* [Dataset content]:
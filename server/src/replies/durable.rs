//! Durable Reply Queue
//!
//! Redis-backed dispatcher with a single rate-limited worker.
//!
//! Architecture:
//! - `enqueue` schedules jobs into `{prefix}:delayed` (sorted set, score = due
//!   Unix millis) so a reply never races the source network's own
//!   read-after-write consistency.
//! - The worker promotes due jobs into `{prefix}:wait` (list) and claims them
//!   with BRPOP. A claimed job is gone from Redis: one attempt, then ack.
//! - `{prefix}:completed` / `{prefix}:failed` are plain counters.

use std::time::{Duration, Instant as StdInstant};

use async_trait::async_trait;
use fred::interfaces::{KeysInterface, ListInterface, LuaInterface, SortedSetsInterface};
use fred::prelude::*;
use tokio::task::JoinHandle;
use tokio::time::Instant;
use tokio_util::sync::CancellationToken;
use tracing::{error, info, instrument, warn};

use super::dispatcher::ReplyDispatcher;
use super::processor::{ProcessOutcome, ReplyProcessor};
use super::types::{DispatchError, QueueMetrics, QueuedReply, ReplyJob};
use crate::config::ReplyQueueConfig;
use crate::ratelimit::{Admission, RateLimit, RateLimiterState};

/// BRPOP timeout in seconds; short so shutdown and delayed jobs are noticed quickly.
const POLL_TIMEOUT_SECS: f64 = 1.0;

/// Maximum delayed jobs promoted per poll.
const PROMOTE_BATCH: u32 = 50;

/// Maximum payload characters logged when an envelope cannot be decoded.
const PAYLOAD_PREVIEW_CHARS: usize = 500;

/// Atomically moves due jobs from the delayed set into the wait list.
const PROMOTE_DUE_LUA: &str = r"
local items = redis.call('ZRANGEBYSCORE', KEYS[1], '-inf', ARGV[1], 'LIMIT', 0, tonumber(ARGV[2]))
if #items > 0 then
    redis.call('ZREM', KEYS[1], unpack(items))
    redis.call('LPUSH', KEYS[2], unpack(items))
end
return #items
";

/// Redis keys of one reply queue.
#[derive(Debug, Clone, PartialEq, Eq)]
pub struct ReplyQueueKeys {
    pub wait: String,
    pub delayed: String,
    pub completed: String,
    pub failed: String,
}

impl ReplyQueueKeys {
    #[must_use]
    pub fn new(prefix: &str) -> Self {
        Self {
            wait: format!("{prefix}:wait"),
            delayed: format!("{prefix}:delayed"),
            completed: format!("{prefix}:completed"),
            failed: format!("{prefix}:failed"),
        }
    }
}

fn now_millis() -> i64 {
    chrono::Utc::now().timestamp_millis()
}

/// Schedules an envelope to become claimable at `due_millis`.
async fn schedule(
    redis: &Client,
    keys: &ReplyQueueKeys,
    envelope: &QueuedReply,
    due_millis: i64,
) -> Result<(), DispatchError> {
    let payload = serde_json::to_string(envelope)?;
    redis
        .zadd::<(), _, _>(
            keys.delayed.as_str(),
            None,
            None,
            false,
            false,
            (due_millis as f64, payload),
        )
        .await?;
    Ok(())
}

/// Admission state of one queue: throughput ceiling plus 429 cool-down.
///
/// Consulted before every claim, so a cool-down holds back every job in the
/// queue, not only the one that was refused.
#[derive(Debug)]
struct ClaimGate {
    limit: RateLimit,
    cool_down: Duration,
    state: RateLimiterState,
}

impl ClaimGate {
    fn new(config: &ReplyQueueConfig) -> Self {
        Self {
            limit: config.rate_limit,
            cool_down: config.cool_down,
            state: RateLimiterState::new(),
        }
    }

    /// How long to wait before the next claim; `None` when one may run now.
    fn wait_before_claim(&self, now: StdInstant) -> Option<Duration> {
        match self.state.peek(&self.limit, now) {
            Admission::Admit => None,
            Admission::Deny { retry_after } => Some(retry_after),
        }
    }

    /// Counts a claimed job against the throughput ceiling.
    fn record_claim(&mut self, now: StdInstant) {
        self.state.try_admit(&self.limit, now);
    }

    /// Pauses claims after a 429 and returns the pause. A publisher
    /// `retry_after` longer than the configured cool-down wins.
    fn record_rate_limited(&mut self, retry_after: Option<Duration>, now: StdInstant) -> Duration {
        let cool_down = self.cool_down.max(retry_after.unwrap_or_default());
        self.state.throttle(cool_down, now);
        cool_down
    }
}

/// Redis-backed reply dispatcher.
#[derive(Clone)]
pub struct DurableDispatcher {
    redis: Client,
    keys: ReplyQueueKeys,
    config: ReplyQueueConfig,
    processor: ReplyProcessor,
}

/// Running worker; stop it to finish the current job and exit.
pub struct WorkerHandle {
    shutdown: CancellationToken,
    join: JoinHandle<()>,
}

impl WorkerHandle {
    /// Signals the worker and waits for it to exit.
    pub async fn stop(self) {
        self.shutdown.cancel();
        if let Err(e) = self.join.await {
            error!("Reply worker task failed: {}", e);
        }
    }
}

impl DurableDispatcher {
    #[must_use]
    pub fn new(redis: Client, config: ReplyQueueConfig, processor: ReplyProcessor) -> Self {
        let keys = ReplyQueueKeys::new(&config.key_prefix);
        Self {
            redis,
            keys,
            config,
            processor,
        }
    }

    #[must_use]
    pub const fn keys(&self) -> &ReplyQueueKeys {
        &self.keys
    }

    /// Spawns the background worker.
    pub fn start(&self) -> WorkerHandle {
        let shutdown = CancellationToken::new();
        let worker = ReplyWorker {
            redis: self.redis.clone(),
            keys: self.keys.clone(),
            config: self.config.clone(),
            processor: self.processor.clone(),
            gate: ClaimGate::new(&self.config),
            shutdown: shutdown.clone(),
        };
        let join = tokio::spawn(worker.run());
        WorkerHandle { shutdown, join }
    }

    async fn counter(&self, key: &str) -> Option<u64> {
        match self.redis.get::<Option<u64>, _>(key).await {
            Ok(v) => Some(v.unwrap_or(0)),
            Err(e) => {
                warn!(key, error = %e, "Failed to read queue counter");
                None
            }
        }
    }
}

#[async_trait]
impl ReplyDispatcher for DurableDispatcher {
    #[instrument(skip(self, job), fields(reply_id = %job.id))]
    async fn enqueue(&self, job: ReplyJob) -> Result<(), DispatchError> {
        let envelope = QueuedReply::new(job);
        let due = now_millis() + self.config.initial_delay.as_millis() as i64;
        schedule(&self.redis, &self.keys, &envelope, due).await
    }

    async fn metrics(&self) -> QueueMetrics {
        QueueMetrics {
            completed: self.counter(&self.keys.completed).await,
            failed: self.counter(&self.keys.failed).await,
            waiting: self.redis.llen::<u64, _>(self.keys.wait.as_str()).await.ok(),
            delayed: self.redis.zcard::<u64, _>(self.keys.delayed.as_str()).await.ok(),
        }
    }

    fn is_durable(&self) -> bool {
        true
    }
}

/// The worker loop. Owns the queue's claim gate exclusively.
struct ReplyWorker {
    redis: Client,
    keys: ReplyQueueKeys,
    config: ReplyQueueConfig,
    processor: ReplyProcessor,
    gate: ClaimGate,
    shutdown: CancellationToken,
}

impl ReplyWorker {
    async fn run(mut self) {
        info!(queue = %self.keys.wait, "Reply worker started");

        // Consecutive Redis errors, for exponential backoff
        let mut consecutive_errors: u32 = 0;

        while !self.shutdown.is_cancelled() {
            // Cool-down and throughput ceiling gate the next claim
            if let Some(wait) = self.gate.wait_before_claim(Instant::now().into_std()) {
                self.sleep(wait).await;
                continue;
            }

            self.promote_due().await;

            let result: Result<Option<(String, String)>, Error> =
                self.redis.brpop(self.keys.wait.as_str(), POLL_TIMEOUT_SECS).await;

            let payload = match result {
                Ok(Some((_key, value))) => {
                    consecutive_errors = 0;
                    value
                }
                Ok(None) => {
                    consecutive_errors = 0;
                    continue;
                }
                Err(e) => {
                    consecutive_errors += 1;
                    let backoff_secs = 1u64 << consecutive_errors.min(6); // 2, 4, 8, ... 64
                    if backoff_secs > 30 {
                        error!(
                            consecutive_errors,
                            backoff_secs,
                            "Persistent Redis failure in reply worker, backing off: {}",
                            e
                        );
                    } else {
                        error!("Failed to BRPOP from reply queue: {}", e);
                    }
                    self.sleep(Duration::from_secs(backoff_secs)).await;
                    continue;
                }
            };

            let envelope: QueuedReply = match serde_json::from_str(&payload) {
                Ok(envelope) => envelope,
                Err(e) => {
                    let truncated: String = payload.chars().take(PAYLOAD_PREVIEW_CHARS).collect();
                    error!(
                        error = %e,
                        payload_preview = %truncated,
                        "Failed to deserialize reply job"
                    );
                    self.incr(&self.keys.failed).await;
                    continue;
                }
            };

            self.gate.record_claim(Instant::now().into_std());
            self.handle(envelope).await;
        }

        info!(queue = %self.keys.wait, "Reply worker stopped");
    }

    /// Sleeps for `duration` unless shutdown is requested first.
    async fn sleep(&self, duration: Duration) {
        tokio::select! {
            () = self.shutdown.cancelled() => {}
            () = tokio::time::sleep(duration) => {}
        }
    }

    async fn promote_due(&self) {
        let result: Result<i64, Error> = self
            .redis
            .eval(
                PROMOTE_DUE_LUA,
                vec![self.keys.delayed.as_str(), self.keys.wait.as_str()],
                vec![now_millis().to_string(), PROMOTE_BATCH.to_string()],
            )
            .await;
        if let Err(e) = result {
            error!("Failed to promote delayed replies (Lua): {}", e);
        }
    }

    async fn incr(&self, key: &str) {
        if let Err(e) = self.redis.incr::<i64, _>(key).await {
            warn!(key, error = %e, "Failed to update queue counter");
        }
    }

    /// Runs the single attempt for a claimed job.
    #[instrument(skip(self, envelope), fields(reply_id = %envelope.job.id))]
    async fn handle(&mut self, mut envelope: QueuedReply) {
        if !envelope.begin_attempt() {
            warn!(
                attempts_made = envelope.attempts_made,
                "Reply job has no attempts left, dropping"
            );
            self.incr(&self.keys.failed).await;
            return;
        }

        // Panic-catching wrapper: a panicking publisher must not kill the worker
        let processor = self.processor.clone();
        let job = envelope.job.clone();
        let outcome = match tokio::spawn(async move { processor.process(&job).await }).await {
            Ok(outcome) => outcome,
            Err(e) => ProcessOutcome::Failed {
                error: format!("reply task panicked: {e}"),
            },
        };

        match outcome {
            ProcessOutcome::Published { hash } => {
                info!(hash = %hash, reply_to = %envelope.job.reply_to, "Reply published");
                self.incr(&self.keys.completed).await;
            }
            ProcessOutcome::RateLimited { retry_after } => {
                self.on_rate_limited(envelope, retry_after).await;
            }
            ProcessOutcome::Failed { error } => {
                error!(error = %error, "Error processing reply");
                self.incr(&self.keys.failed).await;
            }
        }
    }

    /// Cools the worker down and puts the job back without spending its attempt.
    async fn on_rate_limited(&mut self, mut envelope: QueuedReply, retry_after: Option<Duration>) {
        let cool_down = self
            .gate
            .record_rate_limited(retry_after, Instant::now().into_std());

        if envelope.rate_limited_requeues >= self.config.max_rate_limited_requeues {
            warn!(
                requeues = envelope.rate_limited_requeues,
                "Reply still rate limited after all requeues, giving up"
            );
            self.incr(&self.keys.failed).await;
            return;
        }

        envelope.refund_rate_limited_attempt();
        info!(
            cool_down_ms = cool_down.as_millis() as u64,
            requeues = envelope.rate_limited_requeues,
            "Rate limited, trying later"
        );

        let due = now_millis() + cool_down.as_millis() as i64;
        if let Err(e) = schedule(&self.redis, &self.keys, &envelope, due).await {
            error!(error = %e, "Failed to requeue rate-limited reply, dropping");
            self.incr(&self.keys.failed).await;
        }
    }
}

#[cfg(test)]
mod tests {
    use super::*;

    #[test]
    fn keys_share_prefix() {
        let keys = ReplyQueueKeys::new("mentionbot:replies");
        assert_eq!(keys.wait, "mentionbot:replies:wait");
        assert_eq!(keys.delayed, "mentionbot:replies:delayed");
        assert_eq!(keys.completed, "mentionbot:replies:completed");
        assert_eq!(keys.failed, "mentionbot:replies:failed");
    }

    fn gate() -> ClaimGate {
        ClaimGate::new(&ReplyQueueConfig {
            rate_limit: RateLimit::new(2, Duration::from_millis(1000)),
            cool_down: Duration::from_millis(300),
            ..ReplyQueueConfig::default()
        })
    }

    #[test]
    fn gate_enforces_throughput_ceiling() {
        let mut gate = gate();
        let t0 = StdInstant::now();

        assert_eq!(gate.wait_before_claim(t0), None);
        gate.record_claim(t0);
        assert_eq!(gate.wait_before_claim(t0), None);
        gate.record_claim(t0);

        assert_eq!(
            gate.wait_before_claim(t0 + Duration::from_millis(100)),
            Some(Duration::from_millis(900))
        );
        assert_eq!(gate.wait_before_claim(t0 + Duration::from_millis(1000)), None);
    }

    #[test]
    fn gate_cool_down_holds_every_later_claim() {
        let mut gate = gate();
        let t0 = StdInstant::now();

        // First job claimed and refused with a 429
        gate.record_claim(t0);
        let t429 = t0 + Duration::from_millis(10);
        assert_eq!(gate.record_rate_limited(None, t429), Duration::from_millis(300));

        // The throughput budget still has room, but the next job must wait
        assert_eq!(gate.wait_before_claim(t429), Some(Duration::from_millis(300)));
        assert_eq!(
            gate.wait_before_claim(t429 + Duration::from_millis(200)),
            Some(Duration::from_millis(100))
        );
        assert_eq!(gate.wait_before_claim(t429 + Duration::from_millis(300)), None);
    }

    #[test]
    fn gate_honours_longer_retry_after() {
        let mut gate = gate();
        let t0 = StdInstant::now();

        let pause = gate.record_rate_limited(Some(Duration::from_secs(2)), t0);
        assert_eq!(pause, Duration::from_secs(2));

        // A later, shorter signal does not cut the pause short
        let t1 = t0 + Duration::from_millis(100);
        assert_eq!(gate.record_rate_limited(None, t1), Duration::from_millis(300));
        assert_eq!(gate.wait_before_claim(t1), Some(Duration::from_millis(1900)));
    }
}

* [To do]:
Your answer must be the lines above, unchanged, from the first one through the line that holds "const PROMOTE_DUE_LUA: &str", inclusive, and no others.

* [Expected answer]:
filename server/src/replies/durable.rs
//! Durable Reply Queue
//!
//! Redis-backed dispatcher with a single rate-limited worker.
//!
//! Architecture:
//! - `enqueue` schedules jobs into `{prefix}:delayed` (sorted set, score = due
//!   Unix millis) so a reply never races the source network's own
//!   read-after-write consistency.
//! - The worker promotes due jobs into `{prefix}:wait` (list) and claims them
//!   with BRPOP. A claimed job is gone from Redis: one attempt, then ack.
//! - `{prefix}:completed` / `{prefix}:failed` are plain counters.

use std::time::{Duration, Instant as StdInstant};

use async_trait::async_trait;
use fred::interfaces::{KeysInterface, ListInterface, LuaInterface, SortedSetsInterface};
use fred::prelude::*;
use tokio::task::JoinHandle;
use tokio::time::Instant;
use tokio_util::sync::CancellationToken;
use tracing::{error, info, instrument, warn};

use super::dispatcher::ReplyDispatcher;
use super::processor::{ProcessOutcome, ReplyProcessor};
use super::types::{DispatchError, QueueMetrics, QueuedReply, ReplyJob};
use crate::config::ReplyQueueConfig;
use crate::ratelimit::{Admission, RateLimit, RateLimiterState};

/// BRPOP timeout in seconds; short so shutdown and delayed jobs are noticed quickly.
const POLL_TIMEOUT_SECS: f64 = 1.0;

/// Maximum delayed jobs promoted per poll.
const PROMOTE_BATCH: u32 = 50;

/// Maximum payload characters logged when an envelope cannot be decoded.
const PAYLOAD_PREVIEW_CHARS: usize = 500;

/// Atomically moves due jobs from the delayed set into the wait list.
const PROMOTE_DUE_LUA: &str = r"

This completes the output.